=== Information ===

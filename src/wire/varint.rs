// SPDX-FileCopyrightText: 2026 ArcheBase
//
// SPDX-License-Identifier: MulanPSL-2.0

//! Base-128 varint and zigzag codecs.
//!
//! Varints encode unsigned integers seven bits at a time, least
//! significant group first, with the high bit of each byte flagging a
//! continuation. Zigzag maps signed integers onto unsigned ones so that
//! small negative magnitudes stay compact under varint encoding.

use crate::core::{CodecError, Result};

/// Maximum encoded length of a 64-bit varint.
pub const MAX_VARINT_LEN: usize = 10;

/// Byte length of `value` as a varint.
#[inline]
pub fn size_of_varint(value: u64) -> usize {
    let mut n = 1;
    let mut v = value >> 7;
    while v != 0 {
        n += 1;
        v >>= 7;
    }
    n
}

/// Append `value` as a varint to the output buffer.
pub fn append_varint(buf: &mut Vec<u8>, mut value: u64) {
    while value >= 0x80 {
        buf.push((value as u8) | 0x80);
        value >>= 7;
    }
    buf.push(value as u8);
}

/// Decode a varint from the front of `buf`.
///
/// Returns the value and the number of bytes consumed. Sequences longer
/// than ten bytes, or whose tenth byte carries more than one significant
/// bit, overflow 64 bits and are rejected as [`CodecError::InvalidVarint`].
/// A buffer that ends mid-varint (including an empty buffer) reports
/// [`CodecError::UnexpectedEof`].
pub fn decode_varint(buf: &[u8]) -> Result<(u64, usize)> {
    let mut value = 0u64;
    for (i, &byte) in buf.iter().take(MAX_VARINT_LEN).enumerate() {
        if i == MAX_VARINT_LEN - 1 && byte > 0x01 {
            return Err(CodecError::invalid_varint(MAX_VARINT_LEN));
        }
        value |= u64::from(byte & 0x7f) << (7 * i);
        if byte & 0x80 == 0 {
            return Ok((value, i + 1));
        }
    }
    Err(CodecError::unexpected_eof(buf.len() + 1, buf.len()))
}

/// Zigzag-encode a signed 32-bit integer.
#[inline]
pub fn zigzag32(value: i32) -> u32 {
    ((value as u32) << 1) ^ ((value >> 31) as u32)
}

/// Invert [`zigzag32`].
#[inline]
pub fn unzigzag32(value: u32) -> i32 {
    ((value >> 1) as i32) ^ -((value & 1) as i32)
}

/// Zigzag-encode a signed 64-bit integer.
#[inline]
pub fn zigzag64(value: i64) -> u64 {
    ((value as u64) << 1) ^ ((value >> 63) as u64)
}

/// Invert [`zigzag64`].
#[inline]
pub fn unzigzag64(value: u64) -> i64 {
    ((value >> 1) as i64) ^ -((value & 1) as i64)
}

/// Decode a length prefix and verify the payload it announces is present.
///
/// Returns `(payload_len, header_len)`. A prefix announcing more bytes
/// than remain is truncation strictly inside a length-delimited unit.
pub fn read_length_prefix(buf: &[u8]) -> Result<(usize, usize)> {
    let (len, header) = decode_varint(buf)?;
    let available = (buf.len() - header) as u64;
    if len > available {
        return Err(CodecError::unexpected_eof(len as usize, available as usize));
    }
    Ok((len as usize, header))
}
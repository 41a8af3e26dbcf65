// SPDX-FileCopyrightText: 2026 ArcheBase
//
// SPDX-License-Identifier: MulanPSL-2.0

//! Core error types for protowire.
//!
//! Provides error types for wire-format operations:
//! - Truncated and malformed input during decode
//! - Field metadata validation during codec construction
//! - Internal invariant violations

use std::fmt;

/// Errors that can occur during wire-format operations.
#[derive(Debug, Clone)]
pub enum CodecError {
    /// Input ended strictly inside a multi-byte unit (varint, fixed-width
    /// value, or length-delimited payload).
    UnexpectedEof {
        /// Bytes the current unit still required
        requested: usize,
        /// Bytes that were actually available
        available: usize,
    },

    /// Varint exceeded the 10-byte limit or overflowed 64 bits.
    InvalidVarint {
        /// Number of bytes consumed before the varint was rejected
        length: usize,
    },

    /// Tag with an invalid field number or wire type.
    MalformedTag {
        /// The raw tag value as read from the wire
        tag: u64,
        /// Why the tag was rejected
        reason: String,
    },

    /// Parse error in decoded payload data (e.g. invalid UTF-8 in a string field)
    ParseError {
        /// What was being parsed
        context: String,
        /// Error message
        message: String,
    },

    /// A record type's field metadata is unsupported or inconsistent.
    ///
    /// Raised at first codec-build time, never deferred to first use.
    InvalidDescriptor {
        /// Record type whose metadata was rejected
        type_name: String,
        /// Validation error message
        reason: String,
    },

    /// Invariant violation (internal consistency failures)
    InvariantViolation {
        /// Description of the invariant that was violated
        invariant: String,
    },

    /// Other error
    Other(String),
}

impl CodecError {
    /// Create an "unexpected end of input" error.
    pub fn unexpected_eof(requested: usize, available: usize) -> Self {
        CodecError::UnexpectedEof {
            requested,
            available,
        }
    }

    /// Create an invalid varint error.
    pub fn invalid_varint(length: usize) -> Self {
        CodecError::InvalidVarint { length }
    }

    /// Create a malformed tag error.
    pub fn malformed_tag(tag: u64, reason: impl Into<String>) -> Self {
        CodecError::MalformedTag {
            tag,
            reason: reason.into(),
        }
    }

    /// Create a parse error.
    pub fn parse(context: impl Into<String>, message: impl Into<String>) -> Self {
        CodecError::ParseError {
            context: context.into(),
            message: message.into(),
        }
    }

    /// Create an invalid descriptor error.
    pub fn invalid_descriptor(type_name: impl Into<String>, reason: impl Into<String>) -> Self {
        CodecError::InvalidDescriptor {
            type_name: type_name.into(),
            reason: reason.into(),
        }
    }

    /// Create an invariant violation error.
    pub fn invariant_violation(invariant: impl Into<String>) -> Self {
        CodecError::InvariantViolation {
            invariant: invariant.into(),
        }
    }

    /// Whether this error reports truncated input.
    pub fn is_unexpected_eof(&self) -> bool {
        matches!(self, CodecError::UnexpectedEof { .. })
    }

    /// Get structured fields for logging.
    pub fn log_fields(&self) -> Vec<(&'static str, String)> {
        match self {
            CodecError::UnexpectedEof {
                requested,
                available,
            } => vec![
                ("requested", requested.to_string()),
                ("available", available.to_string()),
            ],
            CodecError::InvalidVarint { length } => vec![("length", length.to_string())],
            CodecError::MalformedTag { tag, reason } => {
                vec![("tag", tag.to_string()), ("reason", reason.clone())]
            }
            CodecError::ParseError { context, message } => {
                vec![("context", context.clone()), ("message", message.clone())]
            }
            CodecError::InvalidDescriptor { type_name, reason } => {
                vec![("type", type_name.clone()), ("reason", reason.clone())]
            }
            CodecError::InvariantViolation { invariant } => {
                vec![("invariant", invariant.clone())]
            }
            CodecError::Other(msg) => vec![("message", msg.clone())],
        }
    }
}

impl fmt::Display for CodecError {
    fn fmt(&self, f: &mut fmt::Formatter<'_>) -> fmt::Result {
        match self {
            CodecError::UnexpectedEof {
                requested,
                available,
            } => write!(
                f,
                "Unexpected end of input: needed {requested} more bytes, but only {available} available"
            ),
            CodecError::InvalidVarint { length } => {
                write!(f, "Invalid varint: exceeds 64 bits after {length} bytes")
            }
            CodecError::MalformedTag { tag, reason } => {
                write!(f, "Malformed tag {tag:#x}: {reason}")
            }
            CodecError::ParseError { context, message } => {
                write!(f, "Parse error in {context}: {message}")
            }
            CodecError::InvalidDescriptor { type_name, reason } => {
                write!(f, "Invalid field metadata for '{type_name}': {reason}")
            }
            CodecError::InvariantViolation { invariant } => {
                write!(f, "Invariant violation: {invariant}")
            }
            CodecError::Other(msg) => write!(f, "Other error: {msg}"),
        }
    }
}

impl std::error::Error for CodecError {}

/// Result type for protowire operations.
pub type Result<T> = std::result::Result<T, CodecError>;
// SPDX-FileCopyrightText: 2026 ArcheBase
//
// SPDX-License-Identifier: MulanPSL-2.0

//! Fixed-width wire codecs.
//!
//! Fixed32 and fixed64 payloads are the raw little-endian bytes of the
//! value; floats travel as their IEEE 754 bit patterns.

use byteorder::{ByteOrder, LittleEndian};

use crate::core::{CodecError, Result};

/// Byte width of a fixed32 payload.
pub const FIXED32_LEN: usize = 4;

/// Byte width of a fixed64 payload.
pub const FIXED64_LEN: usize = 8;

/// Append a 32-bit value as four little-endian bytes.
pub fn append_fixed32(buf: &mut Vec<u8>, value: u32) {
    let mut raw = [0u8; FIXED32_LEN];
    LittleEndian::write_u32(&mut raw, value);
    buf.extend_from_slice(&raw);
}

/// Append a 64-bit value as eight little-endian bytes.
pub fn append_fixed64(buf: &mut Vec<u8>, value: u64) {
    let mut raw = [0u8; FIXED64_LEN];
    LittleEndian::write_u64(&mut raw, value);
    buf.extend_from_slice(&raw);
}

/// Read a fixed32 payload from the front of `buf`.
pub fn read_fixed32(buf: &[u8]) -> Result<(u32, usize)> {
    if buf.len() < FIXED32_LEN {
        return Err(CodecError::unexpected_eof(FIXED32_LEN, buf.len()));
    }
    Ok((LittleEndian::read_u32(buf), FIXED32_LEN))
}

/// Read a fixed64 payload from the front of `buf`.
pub fn read_fixed64(buf: &[u8]) -> Result<(u64, usize)> {
    if buf.len() < FIXED64_LEN {
        return Err(CodecError::unexpected_eof(FIXED64_LEN, buf.len()));
    }
    Ok((LittleEndian::read_u64(buf), FIXED64_LEN))
}
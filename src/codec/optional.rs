// SPDX-FileCopyrightText: 2026 ArcheBase
//
// SPDX-License-Identifier: MulanPSL-2.0

//! Field codecs for explicit-presence storage.
//!
//! Presence changes the zero rule: an absent field contributes nothing,
//! a present field is always emitted, zero value included. Embedded
//! records ride on the same storage shape and are framed as
//! length-delimited payloads.

use std::sync::Arc;

use crate::schema::{FieldDescriptor, PresenceOps, ScalarKind};
use crate::wire::varint::{append_varint, read_length_prefix, size_of_varint};
use crate::wire::{append_tag, size_of_tag, WireType};

use super::scalar::scalar_codec;
use super::{Codec, FieldCodec};

/// Codec for an `Option<T>` scalar field.
pub(crate) fn optional_scalar_field(
    fd: &FieldDescriptor,
    ops: PresenceOps,
    kind: ScalarKind,
) -> FieldCodec {
    let sc = scalar_codec(kind);
    let access = fd.access;
    let number = fd.number;
    let tag_len = size_of_tag(number, sc.wire);
    FieldCodec {
        number,
        wire: sc.wire,
        size: Box::new(move |record| {
            match (ops.get)((access.get)(record)) {
                Some(inner) => tag_len + (sc.size)(inner),
                None => 0,
            }
        }),
        encode: Box::new(move |buf, record| {
            if let Some(inner) = (ops.get)((access.get)(record)) {
                append_tag(buf, number, sc.wire);
                (sc.encode)(buf, inner);
            }
        }),
        decode: Box::new(move |buf, record| {
            let slot = (ops.get_or_insert)((access.get_mut)(record));
            (sc.decode)(buf, slot)
        }),
    }
}

/// Codec for an `Option<Box<M>>` embedded record field.
///
/// A present record is emitted even when empty, as a zero-length
/// payload. Repeated occurrences on the wire merge into the same
/// record, field by field.
pub(crate) fn message_field(fd: &FieldDescriptor, ops: PresenceOps, inner: Arc<Codec>) -> FieldCodec {
    let access = fd.access;
    let number = fd.number;
    let tag_len = size_of_tag(number, WireType::LengthDelimited);
    let size_inner = inner.clone();
    let encode_inner = inner.clone();
    FieldCodec {
        number,
        wire: WireType::LengthDelimited,
        size: Box::new(move |record| {
            match (ops.get)((access.get)(record)) {
                Some(msg) => {
                    let body = size_inner.encoded_size(msg);
                    tag_len + size_of_varint(body as u64) + body
                }
                None => 0,
            }
        }),
        encode: Box::new(move |buf, record| {
            if let Some(msg) = (ops.get)((access.get)(record)) {
                let body = encode_inner.encoded_size(msg);
                append_tag(buf, number, WireType::LengthDelimited);
                append_varint(buf, body as u64);
                encode_inner.encode_into(buf, msg);
            }
        }),
        decode: Box::new(move |buf, record| {
            let (len, header) = read_length_prefix(buf)?;
            let slot = (ops.get_or_insert)((access.get_mut)(record));
            inner.decode_into(&buf[header..header + len], slot)?;
            Ok(header + len)
        }),
    }
}
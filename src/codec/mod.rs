// SPDX-FileCopyrightText: 2026 ArcheBase
//
// SPDX-License-Identifier: MulanPSL-2.0

//! The codec engine.
//!
//! A [`Codec`] is the compiled form of one record type's descriptor
//! table: a list of per-field codecs that size, emit and parse that
//! field against type-erased storage. Codecs are built once per type,
//! cached process-wide, and shared behind `Arc`s; see [`registry`].
//!
//! The free functions [`marshal`] and [`unmarshal`] are the typed
//! entry points most callers want.

pub mod registry;

mod map;
mod message;
mod optional;
mod repeated;
mod scalar;

pub use registry::{codec_for, codec_for_type};

use std::any::{Any, TypeId};
use std::sync::OnceLock;

use tracing::debug;

use crate::core::{CodecError, Result};
use crate::schema::descriptor::storage_mismatch;
use crate::schema::{Message, MessageType};
use crate::wire::WireType;

type SizeFn = dyn Fn(&dyn Any) -> usize + Send + Sync;
type EncodeFn = dyn Fn(&mut Vec<u8>, &dyn Any) + Send + Sync;
type DecodeFn = dyn Fn(&[u8], &mut dyn Any) -> Result<usize> + Send + Sync;

/// Compiled codec for one field.
///
/// `size` and `encode` take the whole record and resolve the field
/// storage themselves; `encode` emits nothing for an absent or omitted
/// field. `decode` handles one wire occurrence, positioned just past
/// the tag, and returns the bytes consumed.
pub(crate) struct FieldCodec {
    pub(crate) number: u32,
    pub(crate) wire: WireType,
    pub(crate) size: Box<SizeFn>,
    pub(crate) encode: Box<EncodeFn>,
    pub(crate) decode: Box<DecodeFn>,
}

/// Field codecs of one record type, sorted by field number.
pub(crate) struct CodecVtable {
    pub(crate) fields: Vec<FieldCodec>,
}

/// Compiled wire codec for one record type.
///
/// Obtained from [`codec_for`] and always shared; the same type yields
/// the same `Arc<Codec>` for the lifetime of the process.
pub struct Codec {
    type_id: TypeId,
    type_name: &'static str,
    vtable: OnceLock<CodecVtable>,
}

impl Codec {
    /// An unfilled codec, registered before its fields are compiled so
    /// recursive record types can refer back to it.
    pub(crate) fn shell(mt: &MessageType) -> Self {
        Codec {
            type_id: mt.id(),
            type_name: mt.name(),
            vtable: OnceLock::new(),
        }
    }

    /// Install the compiled field table. Exactly once per shell.
    pub(crate) fn fill(&self, vtable: CodecVtable) -> Result<()> {
        if self.vtable.set(vtable).is_err() {
            return Err(CodecError::invariant_violation(format!(
                "codec for {} filled twice",
                self.type_name
            )));
        }
        Ok(())
    }

    /// Name of the record type this codec serves.
    pub fn type_name(&self) -> &'static str {
        self.type_name
    }

    // Shells become reachable from other codecs and the cache only
    // after fill, so the table is always present here.
    fn table(&self) -> &CodecVtable {
        match self.vtable.get() {
            Some(table) => table,
            None => panic!("codec for {} used before it was filled", self.type_name),
        }
    }

    /// Exact encoded size of `record`, in bytes.
    pub fn encoded_size(&self, record: &dyn Any) -> usize {
        self.table()
            .fields
            .iter()
            .map(|f| (f.size)(record))
            .sum()
    }

    /// Append the encoded record to `buf`, fields in ascending number
    /// order.
    pub(crate) fn encode_into(&self, buf: &mut Vec<u8>, record: &dyn Any) {
        for field in &self.table().fields {
            (field.encode)(buf, record);
        }
    }

    /// Decode a field stream into `record`, merging with its current
    /// contents.
    pub(crate) fn decode_into(&self, buf: &[u8], record: &mut dyn Any) -> Result<()> {
        message::decode_fields(&self.table().fields, buf, record)
    }

    /// Encode `record` into a fresh buffer sized exactly to fit.
    pub fn marshal(&self, record: &dyn Any) -> Result<Vec<u8>> {
        self.check_record_type(record.type_id(), "marshal")?;
        let size = self.encoded_size(record);
        let mut buf = Vec::with_capacity(size);
        self.encode_into(&mut buf, record);
        debug_assert_eq!(buf.len(), size);
        Ok(buf)
    }

    /// Decode `buf` into `record`.
    ///
    /// Decoding merges into the record: scalars and presence slots are
    /// overwritten, repeated fields are appended to, map entries are
    /// inserted. Callers wanting a pure decode pass a default record.
    pub fn unmarshal(&self, buf: &[u8], record: &mut dyn Any) -> Result<()> {
        self.check_record_type((*record).type_id(), "unmarshal")?;
        self.decode_into(buf, record).map_err(|e| {
            debug!(type_name = self.type_name, error = %e, "decode failed");
            e
        })
    }

    fn check_record_type(&self, actual: TypeId, op: &str) -> Result<()> {
        if actual != self.type_id {
            return Err(CodecError::parse(
                op,
                format!("record is not a {}", self.type_name),
            ));
        }
        Ok(())
    }
}

impl std::fmt::Debug for Codec {
    fn fmt(&self, f: &mut std::fmt::Formatter<'_>) -> std::fmt::Result {
        f.debug_struct("Codec")
            .field("type_name", &self.type_name)
            .finish_non_exhaustive()
    }
}

/// Encode a record to its wire representation.
pub fn marshal<M: Message>(record: &M) -> Result<Vec<u8>> {
    codec_for::<M>()?.marshal(record)
}

/// Decode a wire representation into `record`, merging with its
/// current contents.
pub fn unmarshal<M: Message>(buf: &[u8], record: &mut M) -> Result<()> {
    codec_for::<M>()?.unmarshal(buf, record)
}

/// Exact encoded size of a record, without encoding it.
pub fn encoded_size<M: Message>(record: &M) -> Result<usize> {
    Ok(codec_for::<M>()?.encoded_size(record))
}

fn storage_ref<T: 'static>(storage: &dyn Any) -> &T {
    match storage.downcast_ref::<T>() {
        Some(value) => value,
        None => storage_mismatch(std::any::type_name::<T>()),
    }
}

===

- What you will do
If a line in the records above holds the string "encoding", copy it out.

- Result of the exercise
//! small negative magnitudes stay compact under varint encoding.
/// Exact encoded size of a record, without encoding it.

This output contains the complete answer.